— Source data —
++++
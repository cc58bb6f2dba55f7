//! Control resource and parent bundle types.

use serde::{Deserialize, Serialize};
use time::OffsetDateTime;

use crate::feature::{FeatureId, FeatureSummary};
use crate::reference::ObjectRef;

/// Object metadata shared by stored resources.
#[derive(Debug, Clone, PartialEq, Eq, Default, Serialize, Deserialize)]
#[serde(rename_all = "camelCase")]
pub struct ObjectMeta {
    pub name: String,
    /// Optimistic concurrency token, bumped by the store on every write.
    #[serde(default)]
    pub resource_version: u64,
    #[serde(default, skip_serializing_if = "Vec::is_empty")]
    pub finalizers: Vec<String>,
    #[serde(
        default,
        with = "time::serde::rfc3339::option",
        skip_serializing_if = "Option::is_none"
    )]
    pub deletion_timestamp: Option<OffsetDateTime>,
}

impl ObjectMeta {
    pub fn new(name: impl Into<String>) -> Self {
        Self {
            name: name.into(),
            ..Self::default()
        }
    }
}

/// Target cluster a bundle is deployed onto.
#[derive(Debug, Clone, PartialEq, Eq, Hash, Serialize, Deserialize)]
pub struct ClusterRef {
    pub namespace: String,
    pub name: String,
}

impl ClusterRef {
    pub fn new(namespace: impl Into<String>, name: impl Into<String>) -> Self {
        Self {
            namespace: namespace.into(),
            name: name.into(),
        }
    }
}

impl std::fmt::Display for ClusterRef {
    fn fmt(&self, f: &mut std::fmt::Formatter<'_>) -> std::fmt::Result {
        write!(f, "{}/{}", self.namespace, self.name)
    }
}

/// Declarative feature configuration.
#[derive(Debug, Clone, PartialEq, Eq, Default, Serialize, Deserialize)]
#[serde(rename_all = "camelCase")]
pub struct BundleSpec {
    /// Names of the cluster-scoped policy roles to deploy.
    #[serde(default)]
    pub role_refs: Vec<String>,
    #[serde(default, skip_serializing_if = "Option::is_none")]
    pub policy_engine: Option<PolicyEngineConfig>,
    #[serde(default, skip_serializing_if = "Option::is_none")]
    pub monitoring: Option<MonitoringConfig>,
}

/// Policy-engine configuration.
#[derive(Debug, Clone, PartialEq, Eq, Serialize, Deserialize)]
#[serde(rename_all = "camelCase")]
pub struct PolicyEngineConfig {
    #[serde(default = "default_replicas")]
    pub replicas: u32,
    /// Configuration maps holding the policies to install.
    #[serde(default)]
    pub policy_refs: Vec<ObjectRef>,
}

fn default_replicas() -> u32 {
    1
}

impl Default for PolicyEngineConfig {
    fn default() -> Self {
        Self {
            replicas: default_replicas(),
            policy_refs: Vec::new(),
        }
    }
}

/// How the monitoring stack is installed on the target cluster.
#[derive(Debug, Clone, Copy, PartialEq, Eq, Hash, Default, Serialize, Deserialize)]
pub enum InstallationMode {
    /// Operator only; the user supplies the rest through policy refs.
    #[default]
    Custom,
    /// Operator plus kube-state-metrics and its scrape configuration.
    KubeStateMetrics,
    /// Full kube-prometheus stack.
    KubePrometheus,
}

/// Monitoring stack configuration.
#[derive(Debug, Clone, PartialEq, Eq, Default, Serialize, Deserialize)]
#[serde(rename_all = "camelCase")]
pub struct MonitoringConfig {
    #[serde(default)]
    pub installation_mode: InstallationMode,
    #[serde(default)]
    pub policy_refs: Vec<ObjectRef>,
    #[serde(default, skip_serializing_if = "Option::is_none")]
    pub storage_class_name: Option<String>,
    #[serde(default, skip_serializing_if = "Option::is_none")]
    pub storage_quantity: Option<String>,
}

/// Parent resource supplying the declarative configuration.
#[derive(Debug, Clone, PartialEq, Eq, Serialize, Deserialize)]
pub struct FeatureBundle {
    pub metadata: ObjectMeta,
    #[serde(default)]
    pub spec: BundleSpec,
}

impl FeatureBundle {
    pub fn new(name: impl Into<String>, spec: BundleSpec) -> Self {
        Self {
            metadata: ObjectMeta::new(name),
            spec,
        }
    }

    pub fn name(&self) -> &str {
        &self.metadata.name
    }
}

#[derive(Debug, Clone, PartialEq, Eq, Serialize, Deserialize)]
#[serde(rename_all = "camelCase")]
pub struct ClusterBundleSpec {
    pub cluster: ClusterRef,
    /// Name of the owning [`FeatureBundle`].
    pub bundle_name: String,
    #[serde(default)]
    pub bundle: BundleSpec,
}

#[derive(Debug, Clone, PartialEq, Eq, Default, Serialize, Deserialize)]
#[serde(rename_all = "camelCase")]
pub struct BundleStatus {
    /// Naming prefix for policies created on the target cluster; generated once.
    #[serde(default, skip_serializing_if = "Option::is_none")]
    pub policy_prefix: Option<String>,
    #[serde(default)]
    pub feature_summaries: Vec<FeatureSummary>,
}

impl BundleStatus {
    /// First summary recorded for `feature`.
    pub fn feature_summary(&self, feature: FeatureId) -> Option<&FeatureSummary> {
        self.feature_summaries
            .iter()
            .find(|fs| fs.feature_id == feature)
    }
}

/// The control resource: one bundle bound to one target cluster.
#[derive(Debug, Clone, PartialEq, Eq, Serialize, Deserialize)]
pub struct ClusterBundle {
    pub metadata: ObjectMeta,
    pub spec: ClusterBundleSpec,
    #[serde(default)]
    pub status: BundleStatus,
}

impl ClusterBundle {
    pub fn new(name: impl Into<String>, spec: ClusterBundleSpec) -> Self {
        Self {
            metadata: ObjectMeta::new(name),
            spec,
            status: BundleStatus::default(),
        }
    }

    pub fn name(&self) -> &str {
        &self.metadata.name
    }

    /// Returns `true` once deletion was requested.
    pub fn is_deleting(&self) -> bool {
        self.metadata.deletion_timestamp.is_some()
    }

    pub fn has_finalizer(&self, finalizer: &str) -> bool {
        self.metadata.finalizers.iter().any(|f| f == finalizer)
    }

    /// Adds `finalizer` if missing. Returns `true` if the list changed.
    pub fn add_finalizer(&mut self, finalizer: &str) -> bool {
        if self.has_finalizer(finalizer) {
            return false;
        }
        self.metadata.finalizers.push(finalizer.to_string());
        true
    }

    /// Removes every occurrence of `finalizer`. Returns `true` if the list changed.
    pub fn remove_finalizer(&mut self, finalizer: &str) -> bool {
        let before = self.metadata.finalizers.len();
        self.metadata.finalizers.retain(|f| f != finalizer);
        before != self.metadata.finalizers.len()
    }
}

#[cfg(test)]
mod tests {
    use super::*;
    use crate::feature::FeatureStatus;

    fn bundle() -> ClusterBundle {
        ClusterBundle::new(
            "edge-1-bundle",
            ClusterBundleSpec {
                cluster: ClusterRef::new("fleet", "edge-1"),
                bundle_name: "baseline".to_string(),
                bundle: BundleSpec::default(),
            },
        )
    }

    #[test]
    fn test_finalizer_helpers() {
        let mut cb = bundle();
        assert!(!cb.has_finalizer("a"));
        assert!(cb.add_finalizer("a"));
        assert!(!cb.add_finalizer("a"));
        assert_eq!(cb.metadata.finalizers, vec!["a".to_string()]);
        assert!(cb.remove_finalizer("a"));
        assert!(!cb.remove_finalizer("a"));
        assert!(cb.metadata.finalizers.is_empty());
    }

    #[test]
    fn test_first_summary_wins() {
        let mut status = BundleStatus::default();
        status.feature_summaries.push(
            FeatureSummary::new(FeatureId::Roles, FeatureStatus::Provisioned).with_hash(vec![1]),
        );
        status.feature_summaries.push(
            FeatureSummary::new(FeatureId::Roles, FeatureStatus::Failed).with_hash(vec![2]),
        );
        let summary = status.feature_summary(FeatureId::Roles).unwrap();
        assert_eq!(summary.hash, vec![1]);
        assert!(status.feature_summary(FeatureId::Monitoring).is_none());
    }

    #[test]
    fn test_bundle_deserializes_with_defaults() {
        let json = serde_json::json!({
            "metadata": {"name": "cb", "deletionTimestamp": "2026-01-01T00:00:00Z"},
            "spec": {
                "cluster": {"namespace": "fleet", "name": "edge-2"},
                "bundleName": "baseline",
                "bundle": {"policyEngine": {"policyRefs": [
                    {"kind": "ConfigMap", "namespace": "default", "name": "policies"}
                ]}}
            }
        });
        let cb: ClusterBundle = serde_json::from_value(json).unwrap();
        assert!(cb.is_deleting());
        let engine = cb.spec.bundle.policy_engine.unwrap();
        assert_eq!(engine.replicas, 1);
        assert_eq!(engine.policy_refs[0].key(), "ConfigMap-default-policies");
        assert!(cb.status.feature_summaries.is_empty());
    }
}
++++
— EXERCISE OBJECTIVE —
Identify the lines of the entries containing the string "OffsetDateTime". Copy each such line.

— SOLUTION —
use time::OffsetDateTime;
    pub deletion_timestamp: Option<OffsetDateTime>,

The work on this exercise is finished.